- [TASK INSTRUCTIONS] After finding the line with "principal read that" in the data below, set down exactly each line through the one with "denied is allowed.", inclusive, and stop there.

[Dataset entries]
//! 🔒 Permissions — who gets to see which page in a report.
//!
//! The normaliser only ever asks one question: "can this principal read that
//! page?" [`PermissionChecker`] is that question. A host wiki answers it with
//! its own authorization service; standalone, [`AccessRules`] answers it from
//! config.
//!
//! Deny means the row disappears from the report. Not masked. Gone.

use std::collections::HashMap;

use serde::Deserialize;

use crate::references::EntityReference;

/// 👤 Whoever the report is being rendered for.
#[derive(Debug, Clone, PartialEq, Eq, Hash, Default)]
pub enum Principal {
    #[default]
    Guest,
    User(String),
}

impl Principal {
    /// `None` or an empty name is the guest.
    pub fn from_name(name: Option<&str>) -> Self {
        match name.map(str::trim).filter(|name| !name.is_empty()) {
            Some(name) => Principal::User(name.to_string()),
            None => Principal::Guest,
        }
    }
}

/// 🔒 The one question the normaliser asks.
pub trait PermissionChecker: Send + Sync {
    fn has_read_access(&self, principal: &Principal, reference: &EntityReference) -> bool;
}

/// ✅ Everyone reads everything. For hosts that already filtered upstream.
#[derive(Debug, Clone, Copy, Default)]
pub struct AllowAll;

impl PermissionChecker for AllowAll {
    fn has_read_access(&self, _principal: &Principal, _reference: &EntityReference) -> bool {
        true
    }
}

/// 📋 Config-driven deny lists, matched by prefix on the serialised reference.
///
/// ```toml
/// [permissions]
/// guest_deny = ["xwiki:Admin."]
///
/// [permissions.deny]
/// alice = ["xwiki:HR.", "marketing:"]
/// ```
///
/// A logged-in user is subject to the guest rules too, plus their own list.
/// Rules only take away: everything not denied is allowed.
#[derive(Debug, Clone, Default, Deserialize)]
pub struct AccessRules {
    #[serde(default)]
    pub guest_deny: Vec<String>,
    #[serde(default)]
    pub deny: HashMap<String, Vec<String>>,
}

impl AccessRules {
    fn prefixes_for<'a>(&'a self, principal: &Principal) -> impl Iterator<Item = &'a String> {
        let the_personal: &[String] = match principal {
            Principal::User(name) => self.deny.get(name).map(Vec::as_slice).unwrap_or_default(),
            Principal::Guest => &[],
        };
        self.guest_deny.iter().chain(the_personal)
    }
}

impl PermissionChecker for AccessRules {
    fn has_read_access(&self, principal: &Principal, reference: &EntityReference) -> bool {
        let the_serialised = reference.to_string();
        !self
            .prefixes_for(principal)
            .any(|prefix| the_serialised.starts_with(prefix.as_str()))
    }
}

- [COMPLETED TASK]
//! The normaliser only ever asks one question: "can this principal read that
//! page?" [`PermissionChecker`] is that question. A host wiki answers it with
//! its own authorization service; standalone, [`AccessRules`] answers it from
//! config.
//!
//! Deny means the row disappears from the report. Not masked. Gone.

use std::collections::HashMap;

use serde::Deserialize;

use crate::references::EntityReference;

/// 👤 Whoever the report is being rendered for.
#[derive(Debug, Clone, PartialEq, Eq, Hash, Default)]
pub enum Principal {
    #[default]
    Guest,
    User(String),
}

impl Principal {
    /// `None` or an empty name is the guest.
    pub fn from_name(name: Option<&str>) -> Self {
        match name.map(str::trim).filter(|name| !name.is_empty()) {
            Some(name) => Principal::User(name.to_string()),
            None => Principal::Guest,
        }
    }
}

/// 🔒 The one question the normaliser asks.
pub trait PermissionChecker: Send + Sync {
    fn has_read_access(&self, principal: &Principal, reference: &EntityReference) -> bool;
}

/// ✅ Everyone reads everything. For hosts that already filtered upstream.
#[derive(Debug, Clone, Copy, Default)]
pub struct AllowAll;

impl PermissionChecker for AllowAll {
    fn has_read_access(&self, _principal: &Principal, _reference: &EntityReference) -> bool {
        true
    }
}

/// 📋 Config-driven deny lists, matched by prefix on the serialised reference.
///
/// ```toml
/// [permissions]
/// guest_deny = ["xwiki:Admin."]
///
/// [permissions.deny]
/// alice = ["xwiki:HR.", "marketing:"]
/// ```
///
/// A logged-in user is subject to the guest rules too, plus their own list.
/// Rules only take away: everything not denied is allowed.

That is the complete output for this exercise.